Por lo tanto, Jesucristo realmente salió del sepulcro y se apareció en los días siguientes con un cuerpo glorioso a las santas mujeres, a los Apóstoles y a otros discípulos.
Si los Apóstoles y los otros primeros discípulos de Jesús hubieran querido inventar la historia de su Resurrección, no lo habrían podido hacer peor. En los Evangelios se refleja su estupefacción y hasta su incredulidad. No creen la noticia hasta que comprueban por sí mismos que es verdad. En el relato que acabamos de escuchar, las santas mujeres iban convencidas de ir a embalsamar a un muerto, no tenían la idea de ir a ver si había resucitado. Por lo tanto, no es posible decir que se trate de un relato inventado por los primeros discípulos para superar el golpe psicológico ocasionado entre ellos por la Muerte de Jesús. La actitud aterrada y escéptica de las santas mujeres, de los Apóstoles y de los otros primeros discípulos, es una de las pruebas más evidentes de la verdad de la Resurrección.
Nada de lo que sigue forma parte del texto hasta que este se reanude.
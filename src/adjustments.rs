//! Manual bonuses and deductions on top of a salary calculation.

use chrono::{DateTime, Utc};
use rust_decimal::Decimal;
use serde::{Deserialize, Serialize};
use std::collections::HashMap;
use std::sync::Mutex;
use strum::{AsRefStr, Display};
use uuid::Uuid;

use crate::calculation::SalaryCalculation;
use crate::math::Money;
use crate::traits::AdjustmentStore;
#[cfg(feature = "async")]
use crate::traits::AsyncAdjustmentStore;
use crate::types::SalaryError;

#[derive(Debug, Clone, Copy, PartialEq, Eq, Hash, Serialize, Deserialize, Display, AsRefStr)]
#[serde(rename_all = "lowercase")]
#[strum(serialize_all = "lowercase")]
pub enum AdjustmentType {
    Addition,
    Deduction,
}

#[derive(Debug, Clone, PartialEq, Eq, Serialize, Deserialize)]
#[serde(rename_all = "camelCase")]
pub struct SalaryAdjustment {
    pub id: Uuid,
    pub adjustment_type: AdjustmentType,
    /// Always positive; the sign comes from `adjustment_type`.
    pub amount: Decimal,
    pub description: String,
    pub created_at: DateTime<Utc>,
    pub created_by_name: Option<String>,
}

impl SalaryAdjustment {
    pub fn signed_amount(&self) -> Decimal {
        match self.adjustment_type {
            AdjustmentType::Addition => self.amount,
            AdjustmentType::Deduction => -self.amount,
        }
    }
}

/// Adjustment as submitted from the add-adjustment form.
#[derive(Debug, Clone, PartialEq, Eq, Serialize, Deserialize)]
#[serde(rename_all = "camelCase")]
pub struct NewAdjustment {
    pub adjustment_type: AdjustmentType,
    pub amount: Decimal,
    pub description: String,
    #[serde(default)]
    pub created_by_name: Option<String>,
}

impl NewAdjustment {
    pub fn new(adjustment_type: AdjustmentType, amount: Decimal, description: impl Into<String>) -> Self {
        Self {
            adjustment_type,
            amount,
            description: description.into(),
            created_by_name: None,
        }
    }

    pub fn created_by(mut self, name: impl Into<String>) -> Self {
        self.created_by_name = Some(name.into());
        self
    }
}

/// Signed sum of adjustments. Negative when deductions outweigh additions.
pub fn total_signed(adjustments: &[SalaryAdjustment]) -> Result<Decimal, SalaryError> {
    adjustments
        .iter()
        .try_fold(Money::default(), |acc, a| acc.safe_add(a.signed_amount()))
        .map(Money::value)
}

fn prepare(calc: &SalaryCalculation, request: NewAdjustment) -> Result<SalaryAdjustment, SalaryError> {
    calc.ensure_adjustable("add adjustment")?;
    if request.amount <= Decimal::ZERO {
        return Err(SalaryError::invalid_input(
            "amount",
            request.amount,
            "Adjustment amount must be greater than zero",
        ));
    }

    Ok(SalaryAdjustment {
        id: Uuid::new_v4(),
        adjustment_type: request.adjustment_type,
        amount: request.amount,
        description: request.description.trim().to_string(),
        created_at: Utc::now(),
        created_by_name: request.created_by_name,
    })
}

/// Adds an adjustment to an unapproved calculation, without persisting it.
pub fn add_adjustment(calc: &mut SalaryCalculation, request: NewAdjustment) -> Result<SalaryAdjustment, SalaryError> {
    let adjustment = prepare(calc, request)?;
    calc.push_adjustment(adjustment.clone());
    Ok(adjustment)
}

/// Removes an adjustment from an unapproved calculation, without persisting
/// the removal.
pub fn remove_adjustment(calc: &mut SalaryCalculation, adjustment_id: Uuid) -> Result<SalaryAdjustment, SalaryError> {
    calc.ensure_adjustable("remove adjustment")?;
    let index = calc.position_of(adjustment_id)?;
    Ok(calc.take_adjustment(index))
}

/// Applies adjustment changes to calculations through a persistence
/// collaborator.
pub struct AdjustmentLedger<S> {
    store: S,
}

impl<S> AdjustmentLedger<S> {
    pub fn new(store: S) -> Self {
        Self { store }
    }

    pub fn store(&self) -> &S {
        &self.store
    }
}

impl<S: AdjustmentStore> AdjustmentLedger<S> {
    pub fn add_adjustment(
        &self,
        calc: &mut SalaryCalculation,
        request: NewAdjustment,
    ) -> Result<SalaryAdjustment, SalaryError> {
        let adjustment = prepare(calc, request)?;
        self.store.save_adjustment(calc.id, &adjustment)?;
        calc.push_adjustment(adjustment.clone());
        tracing::info!(
            calculation_id = %calc.id,
            adjustment_id = %adjustment.id,
            kind = %adjustment.adjustment_type,
            amount = %adjustment.amount,
            "salary adjustment added"
        );
        Ok(adjustment)
    }

    pub fn remove_adjustment(
        &self,
        calc: &mut SalaryCalculation,
        adjustment_id: Uuid,
    ) -> Result<SalaryAdjustment, SalaryError> {
        calc.ensure_adjustable("remove adjustment")?;
        let index = calc.position_of(adjustment_id)?;
        self.store.delete_adjustment(calc.id, adjustment_id)?;
        let removed = calc.take_adjustment(index);
        tracing::info!(calculation_id = %calc.id, %adjustment_id, "salary adjustment removed");
        Ok(removed)
    }
}

#[cfg(feature = "async")]
impl<S: AsyncAdjustmentStore> AdjustmentLedger<S> {
    pub async fn add_adjustment_async(
        &self,
        calc: &mut SalaryCalculation,
        request: NewAdjustment,
    ) -> Result<SalaryAdjustment, SalaryError> {
        let adjustment = prepare(calc, request)?;
        self.store.save_adjustment_async(calc.id, &adjustment).await?;
        calc.push_adjustment(adjustment.clone());
        tracing::info!(calculation_id = %calc.id, adjustment_id = %adjustment.id, "salary adjustment added");
        Ok(adjustment)
    }

    pub async fn remove_adjustment_async(
        &self,
        calc: &mut SalaryCalculation,
        adjustment_id: Uuid,
    ) -> Result<SalaryAdjustment, SalaryError> {
        calc.ensure_adjustable("remove adjustment")?;
        let index = calc.position_of(adjustment_id)?;
        self.store.delete_adjustment_async(calc.id, adjustment_id).await?;
        let removed = calc.take_adjustment(index);
        tracing::info!(calculation_id = %calc.id, %adjustment_id, "salary adjustment removed");
        Ok(removed)
    }
}

/// Store that keeps adjustments in memory, keyed by calculation.
#[derive(Debug, Default)]
pub struct InMemoryAdjustmentStore {
    records: Mutex<HashMap<Uuid, Vec<SalaryAdjustment>>>,
}

impl InMemoryAdjustmentStore {
    pub fn new() -> Self {
        Self::default()
    }

    pub fn adjustments_for(&self, calculation_id: Uuid) -> Result<Vec<SalaryAdjustment>, SalaryError> {
        let records = self
            .records
            .lock()
            .map_err(|e| SalaryError::Persistence(format!("Adjustment store lock poisoned: {}", e)))?;
        Ok(records.get(&calculation_id).cloned().unwrap_or_default())
    }
}

impl AdjustmentStore for InMemoryAdjustmentStore {
    fn save_adjustment(&self, calculation_id: Uuid, adjustment: &SalaryAdjustment) -> Result<(), SalaryError> {
        let mut records = self
            .records
            .lock()
            .map_err(|e| SalaryError::Persistence(format!("Adjustment store lock poisoned: {}", e)))?;
        records.entry(calculation_id).or_default().push(adjustment.clone());
        Ok(())
    }

    fn delete_adjustment(&self, calculation_id: Uuid, adjustment_id: Uuid) -> Result<(), SalaryError> {
        let mut records = self
            .records
            .lock()
            .map_err(|e| SalaryError::Persistence(format!("Adjustment store lock poisoned: {}", e)))?;
        let stored = records.entry(calculation_id).or_default();
        let before = stored.len();
        stored.retain(|a| a.id != adjustment_id);
        if stored.len() == before {
            return Err(SalaryError::NotFound {
                calculation_id,
                adjustment_id,
            });
        }
        Ok(())
    }
}

#[cfg(test)]
mod tests {
    use super::*;
    use crate::calculation::{CalculationStatus, PayPeriod};
    use rust_decimal_macros::dec;

    fn adjustment(kind: AdjustmentType, amount: Decimal) -> SalaryAdjustment {
        SalaryAdjustment {
            id: Uuid::new_v4(),
            adjustment_type: kind,
            amount,
            description: String::new(),
            created_at: Utc::now(),
            created_by_name: None,
        }
    }

    fn calculation() -> SalaryCalculation {
        SalaryCalculation::new(Uuid::new_v4(), PayPeriod::new(2026, 10).unwrap())
    }

    #[test]
    fn test_total_signed() {
        let mixed = [
            adjustment(AdjustmentType::Addition, dec!(100)),
            adjustment(AdjustmentType::Deduction, dec!(30)),
        ];
        assert_eq!(total_signed(&mixed).unwrap(), dec!(70));
        assert_eq!(total_signed(&[adjustment(AdjustmentType::Deduction, dec!(100))]).unwrap(), dec!(-100));
        assert_eq!(total_signed(&[]).unwrap(), Decimal::ZERO);

        let huge = [
            adjustment(AdjustmentType::Addition, Decimal::MAX),
            adjustment(AdjustmentType::Addition, Decimal::MAX),
        ];
        assert!(matches!(total_signed(&huge), Err(SalaryError::Overflow { .. })));
    }

    #[test]
    fn test_add_rejects_non_positive_amount() {
        let mut calc = calculation();
        for amount in [Decimal::ZERO, dec!(-10)] {
            let res = add_adjustment(&mut calc, NewAdjustment::new(AdjustmentType::Addition, amount, "Bonus"));
            assert!(matches!(res, Err(SalaryError::InvalidInput { .. })));
        }
        assert!(calc.adjustments().is_empty());
    }

    #[test]
    fn test_approved_calculation_is_locked() {
        let mut calc = calculation();
        let kept = add_adjustment(&mut calc, NewAdjustment::new(AdjustmentType::Addition, dec!(100), "Bonus")).unwrap();
        calc.approve("Director").unwrap();

        let res = add_adjustment(&mut calc, NewAdjustment::new(AdjustmentType::Addition, dec!(50), "Late bonus"));
        assert!(matches!(res, Err(SalaryError::InvalidState { status: CalculationStatus::Approved, .. })));
        // State gate is checked before the amount.
        let res = add_adjustment(&mut calc, NewAdjustment::new(AdjustmentType::Addition, dec!(-1), "x"));
        assert!(matches!(res, Err(SalaryError::InvalidState { .. })));
        assert!(matches!(remove_adjustment(&mut calc, kept.id), Err(SalaryError::InvalidState { .. })));

        calc.reopen().unwrap();
        add_adjustment(&mut calc, NewAdjustment::new(AdjustmentType::Addition, dec!(50), "Late bonus")).unwrap();
        remove_adjustment(&mut calc, kept.id).unwrap();
        assert_eq!(calc.adjustments_total().unwrap(), dec!(50));
    }

    #[test]
    fn test_remove_unknown_adjustment() {
        let mut calc = calculation();
        let mut other = calculation();
        let foreign = add_adjustment(&mut other, NewAdjustment::new(AdjustmentType::Addition, dec!(10), "x")).unwrap();

        let err = remove_adjustment(&mut calc, foreign.id).unwrap_err();
        assert_eq!(
            err,
            SalaryError::NotFound {
                calculation_id: calc.id,
                adjustment_id: foreign.id
            }
        );
    }

    #[test]
    fn test_ledger_persists_through_store() {
        let store = InMemoryAdjustmentStore::new();
        let ledger = AdjustmentLedger::new(&store);
        let mut calc = calculation();

        let added = ledger
            .add_adjustment(
                &mut calc,
                NewAdjustment::new(AdjustmentType::Deduction, dec!(250), "  Broken projector  ").created_by("Accountant"),
            )
            .unwrap();
        assert_eq!(added.description, "Broken projector");
        assert_eq!(added.created_by_name.as_deref(), Some("Accountant"));
        assert_eq!(store.adjustments_for(calc.id).unwrap(), vec![added.clone()]);

        ledger.remove_adjustment(&mut calc, added.id).unwrap();
        assert!(store.adjustments_for(calc.id).unwrap().is_empty());
        assert!(calc.adjustments().is_empty());
    }

    struct FailingStore;

    impl AdjustmentStore for FailingStore {
        fn save_adjustment(&self, _: Uuid, _: &SalaryAdjustment) -> Result<(), SalaryError> {
            Err(SalaryError::Persistence("backend unavailable".to_string()))
        }

        fn delete_adjustment(&self, _: Uuid, _: Uuid) -> Result<(), SalaryError> {
            Err(SalaryError::Persistence("backend unavailable".to_string()))
        }
    }

    #[test]
    fn test_store_failure_leaves_calculation_untouched() {
        let ledger = AdjustmentLedger::new(FailingStore);
        let mut calc = calculation();
        let res = ledger.add_adjustment(&mut calc, NewAdjustment::new(AdjustmentType::Addition, dec!(10), "Bonus"));
        assert!(matches!(res, Err(SalaryError::Persistence(_))));
        assert!(calc.adjustments().is_empty());

        let existing = add_adjustment(&mut calc, NewAdjustment::new(AdjustmentType::Addition, dec!(10), "Bonus")).unwrap();
        assert!(ledger.remove_adjustment(&mut calc, existing.id).is_err());
        assert_eq!(calc.adjustments().len(), 1);
    }

    #[cfg(feature = "async")]
    #[tokio::test]
    async fn test_async_ledger_uses_blanket_store() {
        let ledger = AdjustmentLedger::new(InMemoryAdjustmentStore::new());
        let mut calc = calculation();
        let added = ledger
            .add_adjustment_async(&mut calc, NewAdjustment::new(AdjustmentType::Addition, dec!(300), "Olympiad coaching"))
            .await
            .unwrap();
        assert_eq!(ledger.store().adjustments_for(calc.id).unwrap().len(), 1);

        calc.approve("Director").unwrap();
        let res = ledger.remove_adjustment_async(&mut calc, added.id).await;
        assert!(matches!(res, Err(SalaryError::InvalidState { .. })));
    }
}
La verdad de la Resurrección define esencialmente nuestra fe porque supone la certeza de la victoria de Cristo como auténtico Mesías Salvador. Es la demostración más clara de que Jesucristo es verdadero Dios y verdadero hombre, que ha asumido nuestra naturaleza humana hasta identificarse con nosotros en el sufrimiento y en la muerte, y que por su naturaleza divina es también capaz de recuperar la vida.
La Resurrección de Cristo nos sitúa además ante una nueva postura en la vida: estamos llamados a andar en una vida nueva, según nos la dicho San Pablo en la carta a los Romanos (Rom 6,3-11), con el convencimiento de lo que el Apóstol de los Gentiles nos dice: “Si hemos muerto con Cristo, creemos que también viviremos con Él”.
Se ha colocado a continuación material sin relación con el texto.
//! Prelude module for the salary engine
//!
//! This module re-exports commonly used structs, traits, and types to allow
//! for easier usage of the library.
//!
//! # Usage
//!
//! ```rust
//! use school_payroll::prelude::*;
//! ```

// Core exports
pub use crate::builder::{Builder, Validate};
pub use crate::config::{TaxRateTable, TaxRateTableBuilder};
pub use crate::inputs::{IntoMoney, SalaryInput, MAX_SALARY_INPUT};
pub use crate::math::round2;
pub use crate::types::{CalculationStep, Operation, SalaryError};

// Calculators
pub use crate::breakdown::{breakdown_for, compute_breakdown, preview, SalaryBreakdown};
pub use crate::contributions::{compute_contributions, ContributionBreakdown, ContributionKind};
pub use crate::converter::{gross_from_net, net_from_gross};
pub use crate::report::{ContributionLine, ReportSummary, SalaryReport};
pub use crate::tiers::{aggregate, group_by_class, ClassGroup, ClassTierItem, TierRate, TierRateTable, TierSummary};

// Calculations and adjustments
pub use crate::adjustments::{
    add_adjustment, remove_adjustment, total_signed, AdjustmentLedger, AdjustmentType, InMemoryAdjustmentStore,
    NewAdjustment, SalaryAdjustment,
};
pub use crate::calculation::{CalculationStatus, PayPeriod, SalaryCalculation};
pub use crate::traits::AdjustmentStore;
#[cfg(feature = "async")]
pub use crate::traits::AsyncAdjustmentStore;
¿Por qué se nos ha leído el relato de la Creación, tomado del Génesis, como primera lectura de esta Vigilia Pascual? Porque la Resurrección de Cristo supone una nueva creación y un perfeccionamiento de la primera creación. Con la Resurrección de su Hijo, Dios ha obrado una nueva creación del hombre, ha realizado la recreación del hombre, ha elevado aún más la dignidad del hombre, nos ha propuesto el modelo del “hombre nuevo” del que habla San Pablo en varias cartas (así, Ef 4,22-25; Col 3,9-10), y que culminará con la resurrección del cuerpo al final de los tiempos y la gloria eterna. Por el Bautismo, como nos ha enseñado San Pablo en la lectura que hemos escuchado, somos sepultados y renacidos con Cristo, por su muerte y Resurrección.
¿Y por qué el relato de la salida de Egipto tomado del libro del Éxodo? Porque la Resurrección de Cristo supone la liberación verdadera del nuevo Israel, del nuevo pueblo de Dios, que es la Iglesia. Cristo nos ha rescatado de la esclavitud del demonio, del pecado y de la muerte.
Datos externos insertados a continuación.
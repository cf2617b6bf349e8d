//! Contribution and income tax rates.
//!
//! A [`TaxRateTable`] is passed explicitly into every calculator call. There is
//! no process-wide rate state, so alternate tables (a new tax year, a test
//! fixture) can be used side by side.

use rust_decimal::Decimal;
use rust_decimal_macros::dec;
use serde::{Deserialize, Serialize};
use std::env;
use std::fs;

use crate::builder::{Builder, Validate};
use crate::inputs::IntoMoney;
use crate::types::SalaryError;

pub const DEFAULT_PENSION_RATE: Decimal = dec!(0.188);
pub const DEFAULT_HEALTH_RATE: Decimal = dec!(0.075);
pub const DEFAULT_EMPLOYMENT_RATE: Decimal = dec!(0.012);
pub const DEFAULT_INJURY_RATE: Decimal = dec!(0.005);
pub const DEFAULT_INCOME_TAX_RATE: Decimal = dec!(0.10);

/// Immutable table of employee contribution rates and the flat income tax rate.
///
/// All rates are fractions (`0.188` is 18.8%).
#[derive(Debug, Clone, Copy, PartialEq, Eq, Serialize, Deserialize)]
#[serde(rename_all = "camelCase")]
pub struct TaxRateTable {
    pension_rate: Decimal,
    health_rate: Decimal,
    employment_rate: Decimal,
    injury_rate: Decimal,
    income_tax_rate: Decimal,
}

impl Default for TaxRateTable {
    fn default() -> Self {
        TaxRateTable {
            pension_rate: DEFAULT_PENSION_RATE,
            health_rate: DEFAULT_HEALTH_RATE,
            employment_rate: DEFAULT_EMPLOYMENT_RATE,
            injury_rate: DEFAULT_INJURY_RATE,
            income_tax_rate: DEFAULT_INCOME_TAX_RATE,
        }
    }
}

// Ensure the caller can easily create a table from a JSON document.
impl std::str::FromStr for TaxRateTable {
    type Err = SalaryError;

    fn from_str(s: &str) -> Result<Self, Self::Err> {
        let table: TaxRateTable = serde_json::from_str(s)
            .map_err(|e| SalaryError::Configuration(format!("Failed to parse rate table JSON: {}", e)))?;
        table.validate()?;
        Ok(table)
    }
}

impl TaxRateTable {
    pub fn builder() -> TaxRateTableBuilder {
        TaxRateTableBuilder::default()
    }

    pub fn new(
        pension_rate: impl IntoMoney,
        health_rate: impl IntoMoney,
        employment_rate: impl IntoMoney,
        injury_rate: impl IntoMoney,
        income_tax_rate: impl IntoMoney,
    ) -> Result<Self, SalaryError> {
        let table = TaxRateTable {
            pension_rate: pension_rate.into_money()?,
            health_rate: health_rate.into_money()?,
            employment_rate: employment_rate.into_money()?,
            injury_rate: injury_rate.into_money()?,
            income_tax_rate: income_tax_rate.into_money()?,
        };
        table.validate()?;
        Ok(table)
    }

    /// Loads rates from `SALARY_*_RATE` environment variables.
    ///
    /// Variables that are not set keep their reference value; variables that
    /// are set but unparsable are an error.
    pub fn from_env() -> Result<Self, SalaryError> {
        fn read(name: &str, fallback: Decimal) -> Result<Decimal, SalaryError> {
            match env::var(name) {
                Ok(raw) => raw
                    .trim()
                    .parse::<Decimal>()
                    .map_err(|e| SalaryError::Configuration(format!("Invalid {} format: {}", name, e))),
                Err(_) => Ok(fallback),
            }
        }

        let table = TaxRateTable {
            pension_rate: read("SALARY_PENSION_RATE", DEFAULT_PENSION_RATE)?,
            health_rate: read("SALARY_HEALTH_RATE", DEFAULT_HEALTH_RATE)?,
            employment_rate: read("SALARY_EMPLOYMENT_RATE", DEFAULT_EMPLOYMENT_RATE)?,
            injury_rate: read("SALARY_INJURY_RATE", DEFAULT_INJURY_RATE)?,
            income_tax_rate: read("SALARY_INCOME_TAX_RATE", DEFAULT_INCOME_TAX_RATE)?,
        };
        table.validate()?;
        tracing::debug!(multiplier = %table.net_to_gross_multiplier(), "loaded tax rate table from environment");
        Ok(table)
    }

    /// Attempts to load the table from a JSON file.
    pub fn try_from_json(path: &str) -> Result<Self, SalaryError> {
        let content = fs::read_to_string(path)
            .map_err(|e| SalaryError::Configuration(format!("Failed to read rate table file: {}", e)))?;
        content.parse()
    }

    pub fn pension_rate(&self) -> Decimal {
        self.pension_rate
    }

    pub fn health_rate(&self) -> Decimal {
        self.health_rate
    }

    pub fn employment_rate(&self) -> Decimal {
        self.employment_rate
    }

    pub fn injury_rate(&self) -> Decimal {
        self.injury_rate
    }

    pub fn income_tax_rate(&self) -> Decimal {
        self.income_tax_rate
    }

    /// Sum of the four contribution rates.
    pub fn total_contribution_rate(&self) -> Decimal {
        self.pension_rate + self.health_rate + self.employment_rate + self.injury_rate
    }

    /// Fraction of gross that reaches the employee:
    /// `(1 - total_contribution_rate) * (1 - income_tax_rate)`.
    pub fn net_to_gross_multiplier(&self) -> Decimal {
        (Decimal::ONE - self.total_contribution_rate()) * (Decimal::ONE - self.income_tax_rate)
    }
}

impl Validate for TaxRateTable {
    fn validate(&self) -> Result<(), SalaryError> {
        let rates = [
            ("pensionRate", self.pension_rate),
            ("healthRate", self.health_rate),
            ("employmentRate", self.employment_rate),
            ("injuryRate", self.injury_rate),
            ("incomeTaxRate", self.income_tax_rate),
        ];
        for (name, rate) in rates {
            if rate < Decimal::ZERO || rate >= Decimal::ONE {
                return Err(SalaryError::Configuration(format!(
                    "{} must be in [0, 1), got {}",
                    name, rate
                )));
            }
        }

        if self.total_contribution_rate() >= Decimal::ONE {
            return Err(SalaryError::Configuration(format!(
                "Total contribution rate must be below 1, got {}",
                self.total_contribution_rate()
            )));
        }

        let multiplier = self.net_to_gross_multiplier();
        if multiplier <= Decimal::ZERO || multiplier >= Decimal::ONE {
            return Err(SalaryError::Configuration(format!(
                "Net-to-gross multiplier must be in (0, 1), got {}",
                multiplier
            )));
        }

        Ok(())
    }
}

// ========== TaxRateTableBuilder ==========

/// Builder starting from the reference rates; only the overridden rates change.
#[derive(Default)]
pub struct TaxRateTableBuilder {
    pension_rate: Option<Decimal>,
    health_rate: Option<Decimal>,
    employment_rate: Option<Decimal>,
    injury_rate: Option<Decimal>,
    income_tax_rate: Option<Decimal>,
    rejected: Option<SalaryError>,
}

impl TaxRateTableBuilder {
    fn set(mut self, rate: impl IntoMoney, apply: impl FnOnce(&mut Self, Decimal)) -> Self {
        match rate.into_money() {
            Ok(r) => apply(&mut self, r),
            Err(e) => {
                self.rejected.get_or_insert(e);
            }
        }
        self
    }

    pub fn pension_rate(self, rate: impl IntoMoney) -> Self {
        self.set(rate, |b, r| b.pension_rate = Some(r))
    }

    pub fn health_rate(self, rate: impl IntoMoney) -> Self {
        self.set(rate, |b, r| b.health_rate = Some(r))
    }

    pub fn employment_rate(self, rate: impl IntoMoney) -> Self {
        self.set(rate, |b, r| b.employment_rate = Some(r))
    }

    pub fn injury_rate(self, rate: impl IntoMoney) -> Self {
        self.set(rate, |b, r| b.injury_rate = Some(r))
    }

    pub fn income_tax_rate(self, rate: impl IntoMoney) -> Self {
        self.set(rate, |b, r| b.income_tax_rate = Some(r))
    }

    fn assemble(&self) -> TaxRateTable {
        TaxRateTable {
            pension_rate: self.pension_rate.unwrap_or(DEFAULT_PENSION_RATE),
            health_rate: self.health_rate.unwrap_or(DEFAULT_HEALTH_RATE),
            employment_rate: self.employment_rate.unwrap_or(DEFAULT_EMPLOYMENT_RATE),
            injury_rate: self.injury_rate.unwrap_or(DEFAULT_INJURY_RATE),
            income_tax_rate: self.income_tax_rate.unwrap_or(DEFAULT_INCOME_TAX_RATE),
        }
    }
}

impl Validate for TaxRateTableBuilder {
    fn validate(&self) -> Result<(), SalaryError> {
        if let Some(err) = &self.rejected {
            return Err(SalaryError::Configuration(err.to_string()));
        }
        self.assemble().validate()
    }
}

impl Builder<TaxRateTable> for TaxRateTableBuilder {
    fn build(self) -> Result<TaxRateTable, SalaryError> {
        self.validate()?;
        Ok(self.assemble())
    }
}

#[cfg(test)]
mod tests {
    use super::*;

    #[test]
    fn test_reference_multiplier() {
        let rates = TaxRateTable::default();
        assert_eq!(rates.total_contribution_rate(), dec!(0.280));
        assert_eq!(rates.net_to_gross_multiplier(), dec!(0.648));
        assert!(rates.validate().is_ok());
    }

    #[test]
    fn test_new_rejects_out_of_range_rates() {
        assert!(TaxRateTable::new(dec!(1.0), 0, 0, 0, 0).is_err());
        assert!(TaxRateTable::new(dec!(-0.01), 0, 0, 0, 0).is_err());
        assert!(TaxRateTable::new(dec!(0.5), dec!(0.5), 0, 0, 0).is_err());
        assert!(TaxRateTable::new(0, 0, 0, 0, 0).is_err());
        assert!(TaxRateTable::new(dec!(0.2), dec!(0.1), 0, 0, dec!(0.15)).is_ok());
    }

    #[test]
    fn test_builder_overrides_reference_rates() {
        let rates = TaxRateTable::builder().income_tax_rate(dec!(0.12)).build().unwrap();
        assert_eq!(rates.income_tax_rate(), dec!(0.12));
        assert_eq!(rates.pension_rate(), DEFAULT_PENSION_RATE);
        assert_eq!(rates.net_to_gross_multiplier(), dec!(0.72) * dec!(0.88));

        let res = TaxRateTable::builder().pension_rate("not a rate").build();
        assert!(matches!(res, Err(SalaryError::Configuration(_))));
    }

    #[test]
    fn test_from_json() {
        let json = r#"{
            "pensionRate": "0.188",
            "healthRate": "0.075",
            "employmentRate": "0.012",
            "injuryRate": "0.005",
            "incomeTaxRate": "0.10"
        }"#;
        let rates: TaxRateTable = json.parse().unwrap();
        assert_eq!(rates, TaxRateTable::default());

        let bad = json.replace("0.188", "0.95");
        assert!(bad.parse::<TaxRateTable>().is_err());
        assert!("{}".parse::<TaxRateTable>().is_err());
    }

    #[test]
    fn test_try_from_json_missing_file() {
        let res = TaxRateTable::try_from_json("/nonexistent/rates.json");
        assert!(matches!(res, Err(SalaryError::Configuration(_))));
    }
}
Todo esto, hermanos, son motivos sobrados para dar gracias a Cristo por su obra redentora, por su muerte y Resurrección, y para vivir la alegría pascual, propia del cristiano consciente de la victoria de Cristo. Que esta alegría pascual nos transforme interiormente como les acabaría sucediendo a las santas mujeres, a los Apóstoles y a todos los discípulos. Vivamos esta alegría con María Santísima, a la que, aunque no lo recojan los Evangelios sin embargo, según la Tradición de la Iglesia (y así lo recoge San Ignacio en los Ejercicios Espirituales), su divino Hijo se aparecería antes que a nadie.
A todos, feliz Pascua de Resurrección.